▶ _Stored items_
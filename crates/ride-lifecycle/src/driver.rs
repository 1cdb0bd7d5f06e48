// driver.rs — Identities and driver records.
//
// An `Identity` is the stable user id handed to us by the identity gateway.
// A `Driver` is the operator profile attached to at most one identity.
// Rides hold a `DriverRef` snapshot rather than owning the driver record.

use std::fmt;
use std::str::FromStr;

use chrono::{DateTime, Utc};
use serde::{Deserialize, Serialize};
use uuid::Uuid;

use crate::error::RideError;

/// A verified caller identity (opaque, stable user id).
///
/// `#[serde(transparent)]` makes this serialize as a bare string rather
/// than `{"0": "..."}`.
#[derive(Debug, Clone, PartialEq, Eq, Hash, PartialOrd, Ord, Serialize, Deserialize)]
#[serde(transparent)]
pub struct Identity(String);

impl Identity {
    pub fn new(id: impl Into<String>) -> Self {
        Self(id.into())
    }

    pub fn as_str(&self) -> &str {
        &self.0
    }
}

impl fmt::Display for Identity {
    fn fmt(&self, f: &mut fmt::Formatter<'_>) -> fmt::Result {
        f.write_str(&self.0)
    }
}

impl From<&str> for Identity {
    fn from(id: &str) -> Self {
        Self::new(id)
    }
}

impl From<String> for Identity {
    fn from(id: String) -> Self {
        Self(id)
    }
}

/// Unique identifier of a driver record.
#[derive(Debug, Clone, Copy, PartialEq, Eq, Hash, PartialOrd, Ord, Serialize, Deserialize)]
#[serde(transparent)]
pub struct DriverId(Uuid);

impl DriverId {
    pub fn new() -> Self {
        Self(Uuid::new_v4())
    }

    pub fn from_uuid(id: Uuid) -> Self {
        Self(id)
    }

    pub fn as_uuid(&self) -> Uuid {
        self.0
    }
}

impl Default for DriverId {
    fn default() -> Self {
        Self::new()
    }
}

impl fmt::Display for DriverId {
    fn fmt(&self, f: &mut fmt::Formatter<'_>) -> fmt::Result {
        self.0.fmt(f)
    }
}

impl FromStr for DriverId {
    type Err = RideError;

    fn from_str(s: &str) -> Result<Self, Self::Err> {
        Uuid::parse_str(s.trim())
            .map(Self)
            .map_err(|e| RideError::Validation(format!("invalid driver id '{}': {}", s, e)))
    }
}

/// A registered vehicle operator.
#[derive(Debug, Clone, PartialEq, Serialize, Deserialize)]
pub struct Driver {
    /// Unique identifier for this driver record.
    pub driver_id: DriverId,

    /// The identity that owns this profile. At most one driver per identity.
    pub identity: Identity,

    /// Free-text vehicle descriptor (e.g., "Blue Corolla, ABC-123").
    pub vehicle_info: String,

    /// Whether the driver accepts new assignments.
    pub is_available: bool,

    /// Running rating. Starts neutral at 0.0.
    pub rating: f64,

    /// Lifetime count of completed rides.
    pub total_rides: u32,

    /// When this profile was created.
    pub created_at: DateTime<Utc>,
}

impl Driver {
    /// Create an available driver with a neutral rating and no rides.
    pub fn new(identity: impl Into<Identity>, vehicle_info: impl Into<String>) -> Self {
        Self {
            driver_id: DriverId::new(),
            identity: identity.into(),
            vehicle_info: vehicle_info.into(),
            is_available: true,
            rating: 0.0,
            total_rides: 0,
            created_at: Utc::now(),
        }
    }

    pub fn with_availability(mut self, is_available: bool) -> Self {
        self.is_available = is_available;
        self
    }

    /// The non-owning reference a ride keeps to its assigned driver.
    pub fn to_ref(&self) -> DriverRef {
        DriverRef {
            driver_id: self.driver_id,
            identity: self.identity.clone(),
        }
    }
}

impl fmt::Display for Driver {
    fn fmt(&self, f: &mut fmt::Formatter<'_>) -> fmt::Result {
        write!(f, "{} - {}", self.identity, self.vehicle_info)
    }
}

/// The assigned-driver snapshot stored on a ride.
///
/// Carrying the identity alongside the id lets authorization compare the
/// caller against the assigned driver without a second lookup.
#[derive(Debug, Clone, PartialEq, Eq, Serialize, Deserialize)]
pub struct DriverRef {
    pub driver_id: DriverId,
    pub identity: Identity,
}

▶ _YOUR OBJECTIVE_
Taking the entries above, write out exactly each line from the one holding "Self(id.into())" to the one holding "impl From<String> for", both included, and stop there.

▶ _ANSWER FOR THE TASK_
        Self(id.into())
    }

    pub fn as_str(&self) -> &str {
        &self.0
    }
}

impl fmt::Display for Identity {
    fn fmt(&self, f: &mut fmt::Formatter<'_>) -> fmt::Result {
        f.write_str(&self.0)
    }
}

impl From<&str> for Identity {
    fn from(id: &str) -> Self {
        Self::new(id)
    }
}

impl From<String> for Identity {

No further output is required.